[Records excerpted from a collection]
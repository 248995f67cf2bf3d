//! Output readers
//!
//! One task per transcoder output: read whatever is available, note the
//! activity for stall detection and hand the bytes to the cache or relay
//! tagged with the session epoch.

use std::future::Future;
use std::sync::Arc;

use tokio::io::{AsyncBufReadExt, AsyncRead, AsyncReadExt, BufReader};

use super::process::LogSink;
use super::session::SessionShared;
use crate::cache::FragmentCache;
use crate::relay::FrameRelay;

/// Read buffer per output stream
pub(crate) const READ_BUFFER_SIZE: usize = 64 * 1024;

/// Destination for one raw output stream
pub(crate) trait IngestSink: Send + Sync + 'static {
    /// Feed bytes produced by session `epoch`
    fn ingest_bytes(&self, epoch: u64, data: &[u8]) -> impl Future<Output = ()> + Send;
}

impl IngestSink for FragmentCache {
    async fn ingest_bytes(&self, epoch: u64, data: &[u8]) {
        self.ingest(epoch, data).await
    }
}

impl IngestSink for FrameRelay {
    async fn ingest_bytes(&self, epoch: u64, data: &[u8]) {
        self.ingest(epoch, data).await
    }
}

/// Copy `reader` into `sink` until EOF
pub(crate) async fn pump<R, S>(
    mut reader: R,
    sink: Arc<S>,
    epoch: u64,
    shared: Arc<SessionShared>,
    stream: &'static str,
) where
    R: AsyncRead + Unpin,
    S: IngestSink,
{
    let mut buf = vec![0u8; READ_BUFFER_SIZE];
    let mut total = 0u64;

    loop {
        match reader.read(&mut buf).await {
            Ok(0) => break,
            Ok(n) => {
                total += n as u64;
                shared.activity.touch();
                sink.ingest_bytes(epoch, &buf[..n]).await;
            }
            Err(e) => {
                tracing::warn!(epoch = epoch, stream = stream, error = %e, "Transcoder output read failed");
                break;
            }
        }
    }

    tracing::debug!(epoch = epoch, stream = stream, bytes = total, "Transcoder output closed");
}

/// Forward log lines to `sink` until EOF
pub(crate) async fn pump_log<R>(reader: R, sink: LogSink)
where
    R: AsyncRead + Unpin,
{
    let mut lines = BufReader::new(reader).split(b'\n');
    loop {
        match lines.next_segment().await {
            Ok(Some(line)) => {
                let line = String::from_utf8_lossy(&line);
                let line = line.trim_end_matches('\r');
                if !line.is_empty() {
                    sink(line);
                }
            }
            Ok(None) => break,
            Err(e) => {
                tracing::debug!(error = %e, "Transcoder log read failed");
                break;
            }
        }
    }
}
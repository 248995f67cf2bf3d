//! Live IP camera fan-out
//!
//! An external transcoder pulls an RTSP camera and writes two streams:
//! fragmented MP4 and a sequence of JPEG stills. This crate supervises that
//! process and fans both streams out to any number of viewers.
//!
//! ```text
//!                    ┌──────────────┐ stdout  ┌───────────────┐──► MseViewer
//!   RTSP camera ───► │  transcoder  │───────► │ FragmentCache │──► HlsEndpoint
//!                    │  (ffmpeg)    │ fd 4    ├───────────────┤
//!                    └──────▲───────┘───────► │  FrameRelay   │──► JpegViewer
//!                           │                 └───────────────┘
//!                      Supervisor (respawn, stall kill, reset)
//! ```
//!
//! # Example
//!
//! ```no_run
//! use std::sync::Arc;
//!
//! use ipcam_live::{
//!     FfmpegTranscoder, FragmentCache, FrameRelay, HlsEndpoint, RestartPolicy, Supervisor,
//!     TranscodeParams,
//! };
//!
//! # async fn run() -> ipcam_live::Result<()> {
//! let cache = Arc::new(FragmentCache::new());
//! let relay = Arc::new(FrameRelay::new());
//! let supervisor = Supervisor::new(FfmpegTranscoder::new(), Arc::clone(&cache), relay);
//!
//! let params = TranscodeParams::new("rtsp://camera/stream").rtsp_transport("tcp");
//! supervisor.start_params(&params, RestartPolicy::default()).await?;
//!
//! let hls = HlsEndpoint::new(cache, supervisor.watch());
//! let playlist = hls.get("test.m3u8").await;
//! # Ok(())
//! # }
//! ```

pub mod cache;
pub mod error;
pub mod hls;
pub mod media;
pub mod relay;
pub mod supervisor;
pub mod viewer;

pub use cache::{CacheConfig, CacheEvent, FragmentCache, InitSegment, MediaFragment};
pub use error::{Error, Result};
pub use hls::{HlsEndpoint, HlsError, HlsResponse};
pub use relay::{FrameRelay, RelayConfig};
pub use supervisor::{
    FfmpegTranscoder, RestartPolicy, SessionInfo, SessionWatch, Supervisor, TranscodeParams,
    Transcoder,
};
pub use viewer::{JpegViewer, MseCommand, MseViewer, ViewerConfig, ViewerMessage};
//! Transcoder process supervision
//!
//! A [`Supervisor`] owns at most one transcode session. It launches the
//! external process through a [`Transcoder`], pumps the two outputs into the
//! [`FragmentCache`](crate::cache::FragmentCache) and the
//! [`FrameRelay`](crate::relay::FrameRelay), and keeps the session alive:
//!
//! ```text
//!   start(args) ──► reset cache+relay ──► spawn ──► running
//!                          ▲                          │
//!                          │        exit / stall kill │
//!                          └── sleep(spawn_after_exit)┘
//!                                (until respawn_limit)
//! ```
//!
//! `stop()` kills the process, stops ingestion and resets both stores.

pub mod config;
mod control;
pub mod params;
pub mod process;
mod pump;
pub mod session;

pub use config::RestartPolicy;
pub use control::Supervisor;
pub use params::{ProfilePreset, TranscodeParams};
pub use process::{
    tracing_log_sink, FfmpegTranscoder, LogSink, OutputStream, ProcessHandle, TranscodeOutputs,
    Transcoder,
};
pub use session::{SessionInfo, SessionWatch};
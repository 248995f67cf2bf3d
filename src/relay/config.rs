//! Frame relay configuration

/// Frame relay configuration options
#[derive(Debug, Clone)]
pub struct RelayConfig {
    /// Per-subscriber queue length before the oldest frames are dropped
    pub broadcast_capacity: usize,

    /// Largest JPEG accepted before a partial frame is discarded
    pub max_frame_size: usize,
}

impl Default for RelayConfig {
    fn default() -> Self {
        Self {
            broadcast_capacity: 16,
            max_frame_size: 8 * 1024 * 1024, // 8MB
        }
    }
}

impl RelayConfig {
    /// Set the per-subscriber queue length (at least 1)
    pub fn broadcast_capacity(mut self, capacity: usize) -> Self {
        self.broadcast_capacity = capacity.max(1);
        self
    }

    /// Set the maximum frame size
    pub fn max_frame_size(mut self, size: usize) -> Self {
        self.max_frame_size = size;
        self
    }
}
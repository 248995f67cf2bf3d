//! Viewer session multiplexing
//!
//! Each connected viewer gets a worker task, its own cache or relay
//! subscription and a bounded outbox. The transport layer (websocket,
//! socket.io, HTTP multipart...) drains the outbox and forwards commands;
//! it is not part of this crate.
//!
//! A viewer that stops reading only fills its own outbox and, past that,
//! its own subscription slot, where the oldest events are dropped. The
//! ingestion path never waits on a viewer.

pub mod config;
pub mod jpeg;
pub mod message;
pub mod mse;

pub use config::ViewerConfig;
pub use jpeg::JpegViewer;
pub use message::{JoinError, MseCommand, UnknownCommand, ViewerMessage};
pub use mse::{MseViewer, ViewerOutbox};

• [WHAT YOU ARE ASKED TO DO] The required result is an identical copy of the records above.

• [EXPECTED ANSWER]
repository 248995f67cf2bf3d
//! Output readers
//!
//! One task per transcoder output: read whatever is available, note the
//! activity for stall detection and hand the bytes to the cache or relay
//! tagged with the session epoch.

use std::future::Future;
use std::sync::Arc;

use tokio::io::{AsyncBufReadExt, AsyncRead, AsyncReadExt, BufReader};

use super::process::LogSink;
use super::session::SessionShared;
use crate::cache::FragmentCache;
use crate::relay::FrameRelay;

/// Read buffer per output stream
pub(crate) const READ_BUFFER_SIZE: usize = 64 * 1024;

/// Destination for one raw output stream
pub(crate) trait IngestSink: Send + Sync + 'static {
    /// Feed bytes produced by session `epoch`
    fn ingest_bytes(&self, epoch: u64, data: &[u8]) -> impl Future<Output = ()> + Send;
}

impl IngestSink for FragmentCache {
    async fn ingest_bytes(&self, epoch: u64, data: &[u8]) {
        self.ingest(epoch, data).await
    }
}

impl IngestSink for FrameRelay {
    async fn ingest_bytes(&self, epoch: u64, data: &[u8]) {
        self.ingest(epoch, data).await
    }
}

/// Copy `reader` into `sink` until EOF
pub(crate) async fn pump<R, S>(
    mut reader: R,
    sink: Arc<S>,
    epoch: u64,
    shared: Arc<SessionShared>,
    stream: &'static str,
) where
    R: AsyncRead + Unpin,
    S: IngestSink,
{
    let mut buf = vec![0u8; READ_BUFFER_SIZE];
    let mut total = 0u64;

    loop {
        match reader.read(&mut buf).await {
            Ok(0) => break,
            Ok(n) => {
                total += n as u64;
                shared.activity.touch();
                sink.ingest_bytes(epoch, &buf[..n]).await;
            }
            Err(e) => {
                tracing::warn!(epoch = epoch, stream = stream, error = %e, "Transcoder output read failed");
                break;
            }
        }
    }

    tracing::debug!(epoch = epoch, stream = stream, bytes = total, "Transcoder output closed");
}

/// Forward log lines to `sink` until EOF
pub(crate) async fn pump_log<R>(reader: R, sink: LogSink)
where
    R: AsyncRead + Unpin,
{
    let mut lines = BufReader::new(reader).split(b'\n');
    loop {
        match lines.next_segment().await {
            Ok(Some(line)) => {
                let line = String::from_utf8_lossy(&line);
                let line = line.trim_end_matches('\r');
                if !line.is_empty() {
                    sink(line);
                }
            }
            Ok(None) => break,
            Err(e) => {
                tracing::debug!(error = %e, "Transcoder log read failed");
                break;
            }
        }
    }
}
repository 248995f67cf2bf3d
//! Live IP camera fan-out
//!
//! An external transcoder pulls an RTSP camera and writes two streams:
//! fragmented MP4 and a sequence of JPEG stills. This crate supervises that
//! process and fans both streams out to any number of viewers.
//!
//! ```text
//!                    ┌──────────────┐ stdout  ┌───────────────┐──► MseViewer
//!   RTSP camera ───► │  transcoder  │───────► │ FragmentCache │──► HlsEndpoint
//!                    │  (ffmpeg)    │ fd 4    ├───────────────┤
//!                    └──────▲───────┘───────► │  FrameRelay   │──► JpegViewer
//!                           │                 └───────────────┘
//!                      Supervisor (respawn, stall kill, reset)
//! ```
//!
//! # Example
//!
//! ```no_run
//! use std::sync::Arc;
//!
//! use ipcam_live::{
//!     FfmpegTranscoder, FragmentCache, FrameRelay, HlsEndpoint, RestartPolicy, Supervisor,
//!     TranscodeParams,
//! };
//!
//! # async fn run() -> ipcam_live::Result<()> {
//! let cache = Arc::new(FragmentCache::new());
//! let relay = Arc::new(FrameRelay::new());
//! let supervisor = Supervisor::new(FfmpegTranscoder::new(), Arc::clone(&cache), relay);
//!
//! let params = TranscodeParams::new("rtsp://camera/stream").rtsp_transport("tcp");
//! supervisor.start_params(&params, RestartPolicy::default()).await?;
//!
//! let hls = HlsEndpoint::new(cache, supervisor.watch());
//! let playlist = hls.get("test.m3u8").await;
//! # Ok(())
//! # }
//! ```

pub mod cache;
pub mod error;
pub mod hls;
pub mod media;
pub mod relay;
pub mod supervisor;
pub mod viewer;

pub use cache::{CacheConfig, CacheEvent, FragmentCache, InitSegment, MediaFragment};
pub use error::{Error, Result};
pub use hls::{HlsEndpoint, HlsError, HlsResponse};
pub use relay::{FrameRelay, RelayConfig};
pub use supervisor::{
    FfmpegTranscoder, RestartPolicy, SessionInfo, SessionWatch, Supervisor, TranscodeParams,
    Transcoder,
};
pub use viewer::{JpegViewer, MseCommand, MseViewer, ViewerConfig, ViewerMessage};
//! Transcoder process supervision
//!
//! A [`Supervisor`] owns at most one transcode session. It launches the
//! external process through a [`Transcoder`], pumps the two outputs into the
//! [`FragmentCache`](crate::cache::FragmentCache) and the
//! [`FrameRelay`](crate::relay::FrameRelay), and keeps the session alive:
//!
//! ```text
//!   start(args) ──► reset cache+relay ──► spawn ──► running
//!                          ▲                          │
//!                          │        exit / stall kill │
//!                          └── sleep(spawn_after_exit)┘
//!                                (until respawn_limit)
//! ```
//!
//! `stop()` kills the process, stops ingestion and resets both stores.

pub mod config;
mod control;
pub mod params;
pub mod process;
mod pump;
pub mod session;

pub use config::RestartPolicy;
pub use control::Supervisor;
pub use params::{ProfilePreset, TranscodeParams};
pub use process::{
    tracing_log_sink, FfmpegTranscoder, LogSink, OutputStream, ProcessHandle, TranscodeOutputs,
    Transcoder,
};
pub use session::{SessionInfo, SessionWatch};
repository 248995f67cf2bf3d
filename src/relay/config.rs
//! Frame relay configuration

/// Frame relay configuration options
#[derive(Debug, Clone)]
pub struct RelayConfig {
    /// Per-subscriber queue length before the oldest frames are dropped
    pub broadcast_capacity: usize,

    /// Largest JPEG accepted before a partial frame is discarded
    pub max_frame_size: usize,
}

impl Default for RelayConfig {
    fn default() -> Self {
        Self {
            broadcast_capacity: 16,
            max_frame_size: 8 * 1024 * 1024, // 8MB
        }
    }
}

impl RelayConfig {
    /// Set the per-subscriber queue length (at least 1)
    pub fn broadcast_capacity(mut self, capacity: usize) -> Self {
        self.broadcast_capacity = capacity.max(1);
        self
    }

    /// Set the maximum frame size
    pub fn max_frame_size(mut self, size: usize) -> Self {
        self.max_frame_size = size;
        self
    }
}
repository 248995f67cf2bf3d
//! Viewer session multiplexing
//!
//! Each connected viewer gets a worker task, its own cache or relay
//! subscription and a bounded outbox. The transport layer (websocket,
//! socket.io, HTTP multipart...) drains the outbox and forwards commands;
//! it is not part of this crate.
//!
//! A viewer that stops reading only fills its own outbox and, past that,
//! its own subscription slot, where the oldest events are dropped. The
//! ingestion path never waits on a viewer.

pub mod config;
pub mod jpeg;
pub mod message;
pub mod mse;

pub use config::ViewerConfig;
pub use jpeg::JpegViewer;
pub use message::{JoinError, MseCommand, UnknownCommand, ViewerMessage};
pub use mse::{MseViewer, ViewerOutbox};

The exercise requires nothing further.